M.L. Miller here! As I go into the tenth year of reviewing horror films, I wanted to go back to the beginning and repost some of the films I loved. Last month, counted down my favorite horror films from my first year of reviewing. Now it’s on to Year Two which began officially on October 1, 2011 and went through September 30, 2012. I have posted compilation lists in the past, but a lot of those old reviews haven’t seen the light of day since they were first posted many moons ago. Being the OCD person that I am, I have also worked and reworked the list, looking back at my own choices and shifting them around a bit. I’ve even added a few that I might have missed or looked over from the year in question. So, if you think you know how these lists are going to turn out, you don’t!

How did I compile this list? I simply looked through films released between October 1st, 2011 and September 30, 2012 and worked and reworked the list until I had the magic number—31. Again, I never call myself any kind of expert in horror. I simply watch a lot of horror films and love writing about them. Don’t forget to like and share my picks with your pals across the web on your own personal social media. Chime in after the review and let me know what you think of the film, how on the nose or mind-numbingly wrong I am, or most importantly, come up with your own darn list…let’s go!

Released on May 18, 2012 and available on Video On Demand, digital download, and DVD/BluRay!

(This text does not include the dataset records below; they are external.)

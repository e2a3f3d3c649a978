use std::path::PathBuf;

use clap::{Args, Parser, Subcommand};

use crate::{config::ConfigOverrides, pipeline::RunOptions};

#[derive(Debug, Parser)]
#[command(
    author,
    version,
    about = "Reconcile season-by-season football stat exports into staging tables",
    long_about = None
)]
pub struct Cli {
    #[command(subcommand)]
    pub command: Commands,
}

#[derive(Debug, Subcommand)]
pub enum Commands {
    /// Infer one unified schema per logical table across all seasons
    Aggregate(AggregateArgs),
    /// Aggregate, then rewrite each season's raw file onto the unified schema
    Stage(StageArgs),
    /// Show how headers resolve to canonical column names for a table
    Resolve(ResolveArgs),
}

#[derive(Debug, Args)]
pub struct CommonArgs {
    /// YAML pipeline configuration file
    #[arg(long)]
    pub config: Option<PathBuf>,
    /// Glossary file (JSON or YAML) mapping raw headers to descriptions
    #[arg(long)]
    pub glossary: Option<PathBuf>,
    /// Canonical pattern file (JSON or YAML) mapping canonical names to regexes
    #[arg(long)]
    pub patterns: Option<PathBuf>,
    /// Identifier mapping file (defaults to <out-dir>/column_identifier_mapping.json)
    #[arg(long)]
    pub mapping: Option<PathBuf>,
    /// Rows sampled per file when inferring types (0 means full scan)
    #[arg(long)]
    pub sample_rows: Option<usize>,
    /// Percentage of cells equal to their header that marks a repeated header row
    #[arg(long = "decoy-threshold")]
    pub decoy_threshold: Option<u8>,
    /// Column that must be present for a staged row to be kept
    #[arg(long)]
    pub identity_column: Option<String>,
    /// Character encoding of the raw files (defaults to UTF-8 with Windows-1252 fallback)
    #[arg(long = "input-encoding")]
    pub input_encoding: Option<String>,
}

impl CommonArgs {
    pub fn overrides(&self) -> ConfigOverrides {
        ConfigOverrides {
            glossary: self.glossary.clone(),
            canonical_patterns: self.patterns.clone(),
            sample_rows: self.sample_rows,
            decoy_threshold_percent: self.decoy_threshold,
            identity_column: self.identity_column.clone(),
            input_encoding: self.input_encoding.clone(),
        }
    }
}

#[derive(Debug, Args)]
pub struct RunArgs {
    /// Directory holding one sub-directory of CSV exports per season
    #[arg(long = "raw-dir")]
    pub raw_dir: PathBuf,
    /// Directory receiving schemas, staged files, reports and the mapping
    #[arg(long = "out-dir")]
    pub out_dir: PathBuf,
    /// Logical table to process (repeatable; defaults to all)
    #[arg(long = "table", action = clap::ArgAction::Append)]
    pub tables: Vec<String>,
    /// Print the planned schema and DDL without writing any files
    #[arg(long)]
    pub preview: bool,
    /// Discard cached identifier mappings and allocate them again
    #[arg(long = "force-rebuild")]
    pub force_rebuild: bool,
    #[command(flatten)]
    pub common: CommonArgs,
}

impl RunArgs {
    pub fn run_options(&self, seasons: &[String]) -> RunOptions {
        RunOptions {
            raw_dir: self.raw_dir.clone(),
            out_dir: self.out_dir.clone(),
            tables: self.tables.clone(),
            seasons: seasons.to_vec(),
            preview: self.preview,
            force_rebuild: self.force_rebuild,
            mapping: self.common.mapping.clone(),
        }
    }
}

#[derive(Debug, Args)]
pub struct AggregateArgs {
    #[command(flatten)]
    pub run: RunArgs,
}

#[derive(Debug, Args)]
pub struct StageArgs {
    /// Season to stage, e.g. 2023-2024 (repeatable; defaults to all)
    #[arg(long = "season", action = clap::ArgAction::Append)]
    pub seasons: Vec<String>,
    #[command(flatten)]
    pub run: RunArgs,
}

#[derive(Debug, Args)]
pub struct ResolveArgs {
    /// Raw header to resolve (repeatable)
    #[arg(long = "header", action = clap::ArgAction::Append, required = true)]
    pub headers: Vec<String>,
    /// Logical table providing the resolution context
    #[arg(long)]
    pub table: String,
    #[command(flatten)]
    pub common: CommonArgs,
}
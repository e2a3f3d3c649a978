//! Raw scraper output: discovery, decoding and profiling.
//!
//! Files live at `<raw>/<season>/<table>.csv`. Files placed directly under
//! `<raw>` are accepted when their stem carries the season
//! (`2023-2024 stats_passing.csv`).

use std::{
    collections::BTreeMap,
    fs,
    io,
    path::{Path, PathBuf},
};

use anyhow::{Context, Result};
use encoding_rs::Encoding;
use log::{debug, info, warn};
use regex::Regex;
use thiserror::Error;

use crate::{
    aggregate::RawColumn,
    config::ConfigError,
    glossary::TableKind,
    ident::{self, normalize_header},
    io_utils,
    stage::is_decoy_row,
};

#[derive(Debug, Error)]
pub enum SourceError {
    #[error("failed to read {path:?}: {source}")]
    Io {
        path: PathBuf,
        #[source]
        source: io::Error,
    },
    #[error("{path:?} is not valid {encoding}")]
    Undecodable {
        path: PathBuf,
        encoding: &'static str,
    },
    #[error("{path:?} has no header row")]
    Empty { path: PathBuf },
    #[error("malformed CSV in {path:?}: {source}")]
    Csv {
        path: PathBuf,
        #[source]
        source: csv::Error,
    },
}

/// One `(season, logical table)` export.
#[derive(Debug, Clone, PartialEq, Eq, PartialOrd, Ord)]
pub struct SourceFile {
    pub logical_table: String,
    pub season: String,
    pub path: PathBuf,
    pub stem: String,
}

#[derive(Debug, Clone, PartialEq, Eq)]
pub struct RawTable {
    pub headers: Vec<String>,
    pub rows: Vec<Vec<String>>,
    /// Rows whose width differed from the header and were padded or cut.
    pub malformed_rows: usize,
    pub encoding: &'static str,
}

#[derive(Debug, Clone)]
pub struct Discovery {
    season_pattern: Regex,
    leading_season: Regex,
    trailing_season: Regex,
}

impl Discovery {
    pub fn new() -> Result<Self> {
        Ok(Self {
            season_pattern: Regex::new(r"\d{4}-\d{4}")?,
            leading_season: Regex::new(r"(?i)^(season[ _-]+)?\d{4}-\d{4}[ _-]+")?,
            trailing_season: Regex::new(r"[ _-]+\d{4}-\d{4}$")?,
        })
    }

    /// Season-independent table name for a file stem.
    pub fn logical_table(&self, stem: &str) -> String {
        let without_lead = self.leading_season.replace(stem.trim(), "");
        let without_trail = self.trailing_season.replace(&without_lead, "");
        ident::sanitize_table_name(&without_trail)
    }

    /// Every CSV export under `raw_dir`, sorted by table, season and path.
    pub fn discover(&self, raw_dir: &Path) -> Result<Vec<SourceFile>> {
        if !raw_dir.is_dir() {
            return Err(ConfigError::MissingSourceDir(raw_dir.to_path_buf()).into());
        }
        let mut files = Vec::new();
        for entry in read_dir_sorted(raw_dir)? {
            if entry.is_dir() {
                let season = entry
                    .file_name()
                    .and_then(|name| name.to_str())
                    .unwrap_or_default()
                    .to_string();
                for path in read_dir_sorted(&entry)? {
                    if is_csv(&path) {
                        files.push(self.source_file(path, season.clone()));
                    }
                }
            } else if is_csv(&entry) {
                let stem = file_stem(&entry);
                match self.season_pattern.find(&stem) {
                    Some(season) => {
                        let season = season.as_str().to_string();
                        files.push(self.source_file(entry, season));
                    }
                    None => warn!("Skipping {entry:?}: no season directory or season in file name"),
                }
            }
        }
        files.sort();
        info!("Discovered {} raw file(s) under {raw_dir:?}", files.len());
        Ok(files)
    }

    fn source_file(&self, path: PathBuf, season: String) -> SourceFile {
        let stem = file_stem(&path);
        SourceFile {
            logical_table: self.logical_table(&stem),
            season,
            path,
            stem,
        }
    }
}

fn read_dir_sorted(dir: &Path) -> Result<Vec<PathBuf>> {
    let mut paths = fs::read_dir(dir)
        .with_context(|| format!("Listing {dir:?}"))?
        .map(|entry| entry.map(|e| e.path()))
        .collect::<io::Result<Vec<_>>>()
        .with_context(|| format!("Listing {dir:?}"))?;
    paths.sort();
    Ok(paths)
}

fn is_csv(path: &Path) -> bool {
    path.is_file()
        && path
            .extension()
            .and_then(|ext| ext.to_str())
            .is_some_and(|ext| ext.eq_ignore_ascii_case("csv"))
}

fn file_stem(path: &Path) -> String {
    path.file_stem()
        .and_then(|stem| stem.to_str())
        .unwrap_or_default()
        .to_string()
}

/// True when `table` names the same logical table as one of `filters`,
/// either literally or through a table kind alias.
pub fn matches_table(table: &str, filters: &[String]) -> bool {
    if filters.is_empty() {
        return true;
    }
    let kind = TableKind::from_table_name(table);
    filters.iter().any(|filter| {
        ident::sanitize_table_name(filter) == table
            || (kind.is_some() && TableKind::from_table_name(filter) == kind)
    })
}

/// Group files by logical table, keeping the sorted order.
pub fn group_by_table(files: Vec<SourceFile>) -> BTreeMap<String, Vec<SourceFile>> {
    let mut grouped: BTreeMap<String, Vec<SourceFile>> = BTreeMap::new();
    for file in files {
        grouped
            .entry(file.logical_table.clone())
            .or_default()
            .push(file);
    }
    grouped
}

pub fn read_raw_table(
    path: &Path,
    forced: Option<&'static Encoding>,
) -> Result<RawTable, SourceError> {
    let bytes = fs::read(path).map_err(|source| SourceError::Io {
        path: path.to_path_buf(),
        source,
    })?;
    let (text, encoding) =
        io_utils::decode_with_fallback(&bytes, forced).ok_or_else(|| SourceError::Undecodable {
            path: path.to_path_buf(),
            encoding: forced.map(Encoding::name).unwrap_or("UTF-8"),
        })?;
    parse_raw_table(&text, encoding.name()).map_err(|err| match err {
        ParseFailure::Empty => SourceError::Empty {
            path: path.to_path_buf(),
        },
        ParseFailure::Csv(source) => SourceError::Csv {
            path: path.to_path_buf(),
            source,
        },
    })
}

#[derive(Debug)]
enum ParseFailure {
    Empty,
    Csv(csv::Error),
}

fn parse_raw_table(text: &str, encoding: &'static str) -> Result<RawTable, ParseFailure> {
    let mut reader =
        io_utils::open_csv_reader(text.as_bytes(), io_utils::DEFAULT_CSV_DELIMITER, true);
    let headers = reader
        .headers()
        .map_err(ParseFailure::Csv)?
        .iter()
        .map(normalize_header)
        .collect::<Vec<_>>();
    if headers.is_empty() || headers.iter().all(String::is_empty) {
        return Err(ParseFailure::Empty);
    }

    let mut rows = Vec::new();
    let mut malformed_rows = 0usize;
    for record in reader.records() {
        let record = record.map_err(ParseFailure::Csv)?;
        if record.iter().all(|field| field.trim().is_empty()) {
            continue;
        }
        let mut row = record.iter().map(str::to_string).collect::<Vec<_>>();
        if row.len() != headers.len() {
            malformed_rows += 1;
            row.resize(headers.len(), String::new());
        }
        rows.push(row);
    }
    Ok(RawTable {
        headers,
        rows,
        malformed_rows,
        encoding,
    })
}

/// Sample the first `sample_rows` non-decoy rows of each column.
/// `sample_rows == 0` samples every row.
pub fn profile(
    table: &RawTable,
    source: &SourceFile,
    sample_rows: usize,
    decoy_threshold_percent: u8,
) -> Vec<RawColumn> {
    let limit = if sample_rows == 0 {
        usize::MAX
    } else {
        sample_rows
    };
    let sampled = table
        .rows
        .iter()
        .filter(|row| !is_decoy_row(row, &table.headers, decoy_threshold_percent))
        .take(limit)
        .collect::<Vec<_>>();
    debug!(
        "Profiling {:?}: {} of {} row(s) sampled",
        source.path,
        sampled.len(),
        table.rows.len()
    );
    table
        .headers
        .iter()
        .enumerate()
        .map(|(position, header)| RawColumn {
            raw_header: header.clone(),
            logical_table: source.logical_table.clone(),
            season: source.season.clone(),
            sample_values: sampled
                .iter()
                .map(|row| row.get(position).cloned().unwrap_or_default())
                .collect(),
            position,
        })
        .collect()
}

Directed by Dallas Hallam and Patrick Horvath
Written by Dallas Hallam and Patrick Horvath
Starring Suziey Block, Karen Gorham, Joshua Grote, Florence Hartigan, Bennett Jones, Liesel Kopp, Jonathan Michael Margolis
Find out more about this film here!

Though it requires a lot of patience, ENTRANCE was one of the most horrifying cinematic experiences I’ve ever had. The film follows a young woman named Suzy (played by the adorable Suziey Block) who is ultimately alone in the city. She has a friend who she lives with and only interacts with in passing as they get their morning cup of coffee before heading into work. Her family lives far away. She has a dog who she affectionately loves. But other than random interactions with men in bars, she is alone. ENTRANCE plays with the ultimate fear of being alone and twists it to the most terrifying of lengths.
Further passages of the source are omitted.